- _Task item_: Within these entries, which lines include the string "plausible"? Copy each one.

- _Dataset excerpts_:

····················

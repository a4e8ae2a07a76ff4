//! Guessing the encoding of an unlabelled byte string.
//!
//! Strict UTF-8 wins outright. Otherwise an optional statistical
//! [`EncodingDetector`] is consulted, and its answer is used only when it is
//! confident enough. Everything else falls back to `latin-1`, which decodes
//! any byte string but will mangle text that was really in some other
//! multi-byte encoding. That fallback is intended: callers always get a
//! usable answer.

use std::fmt;

use crate::{
    Error, Result,
    convert::{EncodingName, Input},
    utf8,
};

/// Confidence required before a detector's answer is trusted.
pub const DEFAULT_THRESHOLD: f32 = 0.6;

/// A detector's answer for one byte string.
#[derive(Debug, Clone, PartialEq)]
pub struct Detection {
    pub encoding: EncodingName,
    /// Certainty in `0.0..=1.0`.
    pub confidence: f32,
}

/// A statistical encoding detector.
pub trait EncodingDetector: fmt::Debug {
    fn detect(&self, bytes: &[u8]) -> Detection;
}

/// Detector that never knows: it always answers `latin-1` with zero
/// confidence, so the guesser falls through to its fallback.
#[derive(Debug, Clone, Copy, Default)]
pub struct NoDetector;

impl EncodingDetector for NoDetector {
    fn detect(&self, _bytes: &[u8]) -> Detection {
        Detection {
            encoding: EncodingName::LATIN_1,
            confidence: 0.0,
        }
    }
}

/// Detector backed by `chardetng`.
///
/// `chardetng` has no score of its own. `guess_assess` only says whether its
/// pick beat some other candidate, which almost any input manages, so the
/// confidence also scales with the number of non-ASCII bytes it had to go
/// on. A pick that cannot decode the input cleanly gets no confidence.
#[cfg(feature = "detect")]
#[derive(Debug, Clone, Copy, Default)]
pub struct ChardetngDetector;

/// Non-ASCII bytes needed before a `chardetng` pick is fully trusted.
#[cfg(feature = "detect")]
pub const EVIDENCE_BYTES: usize = 16;

#[cfg(feature = "detect")]
impl EncodingDetector for ChardetngDetector {
    fn detect(&self, bytes: &[u8]) -> Detection {
        let mut detector = chardetng::EncodingDetector::new();
        detector.feed(bytes, true);
        let (encoding, plausible) = detector.guess_assess(None, false);
        let malformed = encoding.decode_without_bom_handling_and_without_replacement(bytes).is_none();
        let evidence = bytes.iter().filter(|b| !b.is_ascii()).count().min(EVIDENCE_BYTES);
        #[expect(clippy::cast_precision_loss, reason = "both counts are at most 16")]
        let ratio = evidence as f32 / EVIDENCE_BYTES as f32;
        let confidence = if plausible && !malformed { ratio } else { 0.0 };
        let name = crate::canonical_encoding(encoding.name()).unwrap_or(EncodingName::LATIN_1);
        log::trace!("chardetng picked {name} (plausible: {plausible}) with confidence {confidence:.2}");
        Detection {
            encoding: name,
            confidence,
        }
    }
}

/// Encoding guesser with an optional detector and a confidence threshold.
#[derive(Debug)]
pub struct EncodingGuesser {
    detector: Option<Box<dyn EncodingDetector + Send + Sync>>,
    threshold: f32,
}

impl Default for EncodingGuesser {
    /// Uses [`ChardetngDetector`] when the `detect` feature is enabled.
    fn default() -> Self {
        #[cfg(feature = "detect")]
        let detector: Option<Box<dyn EncodingDetector + Send + Sync>> = Some(Box::new(ChardetngDetector));
        #[cfg(not(feature = "detect"))]
        let detector: Option<Box<dyn EncodingDetector + Send + Sync>> = None;
        Self {
            detector,
            threshold: DEFAULT_THRESHOLD,
        }
    }
}

impl EncodingGuesser {
    /// A guesser that only tries UTF-8 and then falls back to `latin-1`.
    #[must_use]
    pub fn without_detector() -> Self {
        Self {
            detector: None,
            threshold: DEFAULT_THRESHOLD,
        }
    }

    #[must_use]
    pub fn with_detector(detector: impl EncodingDetector + Send + Sync + 'static) -> Self {
        Self {
            detector: Some(Box::new(detector)),
            threshold: DEFAULT_THRESHOLD,
        }
    }

    #[must_use]
    pub fn threshold(mut self, threshold: f32) -> Self {
        self.threshold = threshold;
        self
    }

    /// Guess the encoding of `input`.
    ///
    /// # Errors
    /// Returns [`Error::TypeMismatch`] unless `input` is a byte string.
    pub fn guess<'a>(&self, input: impl Into<Input<'a>>) -> Result<EncodingName> {
        let input = input.into();
        let Input::Bytes(bytes) = input else {
            return Err(Error::TypeMismatch {
                expected: "bytes",
                found: input.kind(),
            });
        };

        if utf8::is_valid(bytes) {
            log::debug!("{} byte(s) are valid utf-8", bytes.len());
            return Ok(EncodingName::UTF_8);
        }
        if let Some(detector) = &self.detector {
            let detection = detector.detect(bytes);
            if detection.confidence >= self.threshold {
                log::debug!(
                    "detector chose {} at confidence {:.2}",
                    detection.encoding,
                    detection.confidence
                );
                return Ok(detection.encoding);
            }
            log::debug!(
                "ignoring {} at confidence {:.2} below {:.2}",
                detection.encoding,
                detection.confidence,
                self.threshold
            );
        }
        log::debug!("falling back to latin-1");
        Ok(EncodingName::LATIN_1)
    }
}

/// Guess with [`EncodingGuesser::default`].
///
/// # Errors
/// Returns [`Error::TypeMismatch`] unless `input` is a byte string.
///
/// # Examples
///
/// ```
/// use textkit::guess_encoding;
///
/// assert_eq!(guess_encoding("café".as_bytes()).unwrap(), "utf-8");
/// assert!(guess_encoding("café").is_err());
/// ```
pub fn guess_encoding<'a>(input: impl Into<Input<'a>>) -> Result<EncodingName> {
    EncodingGuesser::default().guess(input)
}

#[cfg(test)]
mod tests {
    use rstest::rstest;

    use super::*;

    #[derive(Debug)]
    struct Fixed(&'static str, f32);

    impl EncodingDetector for Fixed {
        fn detect(&self, _bytes: &[u8]) -> Detection {
            Detection {
                encoding: self.0.parse().expect("fixture label is known"),
                confidence: self.1,
            }
        }
    }

    #[rstest]
    #[case(b"".as_slice())]
    #[case(b"plain ascii".as_slice())]
    #[case("café".as_bytes())]
    fn utf8_wins(#[case] bytes: &[u8]) {
        let guesser = EncodingGuesser::with_detector(Fixed("shift_jis", 1.0));
        assert_eq!(guesser.guess(bytes).expect("bytes"), "utf-8");
    }

    #[test]
    fn confident_detector_is_trusted() {
        let guesser = EncodingGuesser::with_detector(Fixed("shift_jis", 0.9));
        assert_eq!(guesser.guess(b"\x82\xA0").expect("bytes"), "shift_jis");
    }

    #[test]
    fn unsure_detector_is_ignored() {
        let guesser = EncodingGuesser::with_detector(Fixed("shift_jis", 0.5));
        assert_eq!(guesser.guess(b"\x82\xA0").expect("bytes"), "latin-1");
        let guesser = EncodingGuesser::with_detector(Fixed("shift_jis", 0.5)).threshold(0.4);
        assert_eq!(guesser.guess(b"\x82\xA0").expect("bytes"), "shift_jis");
    }

    #[test]
    fn latin1_fallback_accepts_anything() {
        // Shift_JIS bytes come back as latin-1 without a detector. This is
        // the documented fallback.
        let guesser = EncodingGuesser::without_detector();
        assert_eq!(guesser.guess(b"\x82\xA0\x82\xA2").expect("bytes"), "latin-1");
        assert_eq!(
            EncodingGuesser::with_detector(NoDetector).guess(b"\xFF").expect("bytes"),
            "latin-1"
        );
    }

    #[test]
    fn text_is_rejected() {
        let err = guess_encoding("café").unwrap_err();
        assert_eq!(
            err,
            Error::TypeMismatch {
                expected: "bytes",
                found: "text"
            }
        );
    }

    #[cfg(feature = "detect")]
    #[test]
    fn chardetng_names_a_legacy_encoding() {
        let text = "これは日本語のテキストです。文字コードを推測します。";
        let (sjis, _, _) = encoding_rs::SHIFT_JIS.encode(text);
        let detection = ChardetngDetector.detect(&sjis);
        assert_eq!(detection.encoding, "shift_jis");
        assert!(detection.confidence > 0.9);
    }

    #[cfg(feature = "detect")]
    #[rstest]
    #[case(b"\x00\x81\xff\x90\x8d".as_slice())]
    #[case(b"\xff\xfe\xfd\xfc\x80".as_slice())]
    #[case(b"\xFFcaf\xE9\xFF".as_slice())]
    fn short_noise_falls_back_to_latin1(#[case] bytes: &[u8]) {
        assert!(ChardetngDetector.detect(bytes).confidence < DEFAULT_THRESHOLD);
        assert_eq!(guess_encoding(bytes).expect("bytes"), "latin-1");
    }

    #[cfg(feature = "detect")]
    #[test]
    fn chardetng_confidence_grows_with_evidence() {
        let (sjis, _, _) = encoding_rs::SHIFT_JIS.encode("これは");
        assert_eq!(sjis.len(), 6);
        let short = ChardetngDetector.detect(&sjis).confidence;
        assert!(short < DEFAULT_THRESHOLD, "{short}");
        let (sjis, _, _) = encoding_rs::SHIFT_JIS.encode("これは日本語のテキストです。文字コードを推測します。");
        let long = ChardetngDetector.detect(&sjis);
        assert_eq!(long.encoding, "shift_jis");
        assert!((long.confidence - 1.0).abs() < f32::EPSILON);
    }
}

····················

- _Task result_:
        let (encoding, plausible) = detector.guess_assess(None, false);
        let confidence = if plausible && !malformed { ratio } else { 0.0 };
        log::trace!("chardetng picked {name} (plausible: {plausible}) with confidence {confidence:.2}");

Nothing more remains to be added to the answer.